Rob Marshall and Dion Beebe and I have done four or five films together. We all know we’re gonna do it every time -we’ll have the X-Acto knives and the extra foam core and white paper and marking pens, and we’ll change the shape of the set, we’ll make it a little longer, we’ll make it narrower, we’ll add doorways.

What’s wonderful about it, besides being fun and very creative and helping you think about everything in the movie, is that it also makes the set belong to everybody. So that when the director walks on the set and the cameraman walks on the set and I walk on the set it’s all our set. We know exactly what it is. And they’ve had a chance to think about it. Because also many, many times two days later I might get a call from the cinematographer or the director saying, You know I’ve been dreaming about that set and wouldn’t it be great if we did this? And so I’m very big on communication and everyone understanding everything that’s going on.

And there’s another trick I learned from a director in England, which is also really fun. Usually on movies we’ll get an empty soundstage and just with masking tape, we’ll tape out the rooms. If you have a house where you’re building five rooms that are connected, for example. You bring the director in and let them walk through. And I’d done that probably a dozen times and then this one director, Peter Hewitt, asked for us to bring in cardboard boxes. And just line the perimeters. And so we did that and it was really interesting because suddenly you were standing in the room. So we got just refrigerator boxes that are six foot tall and we started getting more sophisticated where we’d get different sizes to make window openings and doorways. It’s astonishing how helpful that is. Especially when you work with a director like Rob Marshall that is very precise in what he wants to do.

After we look at the model and come up with the basic idea of what it will all be, then we build it out of cardboard boxes where you can, in two seconds, push a wall out three feet if you want to. Or create a window, or move a door. On Nine there was one set where we probably spent twenty minutes really locating the doorway down to the inches. And the room down to the inches, because it was a small room that they wanted to shoot as a small room.

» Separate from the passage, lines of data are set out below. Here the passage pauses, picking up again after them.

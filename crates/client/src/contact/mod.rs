//! Contact detail scraping for lead follow-up.
//!
//! Off by default. When enabled it runs beside the two signal sources and
//! never touches the sub-scores: whatever it finds lands in
//! `details.contact`, and every failure is swallowed.

use async_trait::async_trait;
use regex::Regex;
use sitescout_core::audit::ContactInfo;
use sitescout_core::{AppConfig, Error};
use std::sync::LazyLock;
use url::Url;

use crate::fetch::{FetchClient, FetchConfig};
use crate::signals::ContactSource;

/// Pages probed on the site's origin when the homepage is not enough.
pub const PROBE_PATHS: &[&str] = &["/about", "/contact", "/about-us", "/contact-us"];

/// Fragments that mark an address as a tracker, asset or placeholder.
const EMAIL_BLOCKLIST: &[&str] =
    &["example.com", "sentry", "webpack", ".png", ".jpg", "wixpress", "schema.org", "protection"];

static RE_EMAIL: LazyLock<Regex> = LazyLock::new(|| {
    Regex::new(r"[a-zA-Z0-9._%+-]+@[a-zA-Z0-9.-]+\.[a-zA-Z]{2,}").expect("email regex compiles")
});
static RE_MAILTO: LazyLock<Regex> = LazyLock::new(|| {
    Regex::new(r"mailto:([a-zA-Z0-9._%+-]+@[a-zA-Z0-9.-]+\.[a-zA-Z]{2,})").expect("mailto regex compiles")
});
static RE_OWNER: LazyLock<[Regex; 3]> = LazyLock::new(|| {
    [
        r"(?i)(?:owner|founder|proprietor|ceo|president|operated by|owned by)[:\s]*([A-Z][a-z]+ [A-Z][a-z]+)",
        r"(?:Dr\.|Dr)\s+([A-Z][a-z]+ [A-Z][a-z]+)",
        r"(?i)(?:meet|about)\s+(?:the\s+)?(?:owner|founder)?[:\s]*([A-Z][a-z]+ [A-Z][a-z]+)",
    ]
    .map(|pattern| Regex::new(pattern).expect("owner regex compiles"))
});
static RE_FACEBOOK: LazyLock<Regex> = LazyLock::new(|| {
    Regex::new(r#"(?i)href=["'](https?://(?:www\.)?facebook\.com/[^"'\s>]+)"#).expect("facebook regex compiles")
});
static RE_INSTAGRAM: LazyLock<Regex> = LazyLock::new(|| {
    Regex::new(r#"(?i)href=["'](https?://(?:www\.)?instagram\.com/[^"'\s>]+)"#).expect("instagram regex compiles")
});

fn first_email(html: &str) -> Option<String> {
    RE_EMAIL
        .find_iter(html)
        .map(|m| m.as_str())
        .find(|email| !EMAIL_BLOCKLIST.iter().any(|blocked| email.contains(blocked)))
        .or_else(|| RE_MAILTO.captures(html).and_then(|c| c.get(1)).map(|m| m.as_str()))
        .map(String::from)
}

fn owner_name(html: &str) -> Option<String> {
    RE_OWNER
        .iter()
        .find_map(|re| re.captures(html).and_then(|c| c.get(1)))
        .map(|m| m.as_str().trim().to_string())
}

fn first_capture(re: &Regex, html: &str) -> Option<String> {
    re.captures(html).and_then(|c| c.get(1)).map(|m| m.as_str().to_string())
}

/// Fill whichever fields of `info` are still empty from `html`.
pub fn scan(html: &str, info: &mut ContactInfo) {
    if info.email.is_none() {
        info.email = first_email(html);
    }
    if info.owner_name.is_none() {
        info.owner_name = owner_name(html);
    }
    if info.facebook.is_none() {
        info.facebook = first_capture(&RE_FACEBOOK, html);
    }
    if info.instagram.is_none() {
        info.instagram = first_capture(&RE_INSTAGRAM, html);
    }
}

/// [`ContactSource`] that reads the homepage and then common about/contact pages.
#[derive(Debug, Clone)]
pub struct ContactExtractor {
    client: FetchClient,
}

impl ContactExtractor {
    pub fn new(client: FetchClient) -> Self {
        Self { client }
    }

    /// Extractor using the contact timeout from `config`.
    pub fn from_app(config: &AppConfig) -> Result<Self, Error> {
        let fetch = FetchConfig::from_app(config).with_timeout(config.contact_timeout());
        Ok(Self::new(FetchClient::new(fetch)?))
    }

    /// Body of a 2xx response, or `None` for anything else.
    async fn page(&self, url: &Url) -> Option<String> {
        match self.client.fetch(url).await {
            Ok(response) if response.status.is_success() => Some(response.text()),
            Ok(response) => {
                tracing::debug!(url = %url, status = response.status.as_u16(), "skipping contact probe");
                None
            }
            Err(e) => {
                tracing::debug!(url = %url, error = %e, "contact probe failed");
                None
            }
        }
    }
}

#[async_trait]
impl ContactSource for ContactExtractor {
    async fn extract(&self, url: &Url) -> ContactInfo {
        let mut info = ContactInfo::default();

        if let Some(html) = self.page(url).await {
            scan(&html, &mut info);
        }

        for path in PROBE_PATHS {
            if info.is_complete() {
                break;
            }
            let Ok(probe) = url.join(path) else { continue };
            if let Some(html) = self.page(&probe).await {
                scan(&html, &mut info);
            }
        }

        tracing::debug!(
            url = %url,
            email = info.email.is_some(),
            owner = info.owner_name.is_some(),
            "contact extraction finished"
        );

        info
    }
}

AS: In Memoirs of a Geisha did you also map out the whole town?
JM: We didn’t have the luxury of doing a completely detailed model before we started building the town, because it was such an unusual situation where we had such little prep time. We very quickly, in a very simplistic way, mapped out the buildings and routes and alleyways. We went through those with Dion Beebe, the cinematographer, and Rob Marshall the director. Then we just kept it going and every time we designed a building it went into the model and we kept the model as up-to-date as we possibly could. We kept a really good dialog with everybody and to be honest it was almost scouted with the model. The model became a much more sophisticated, complex model than I normally do. We ended up doing full-color and getting into more details.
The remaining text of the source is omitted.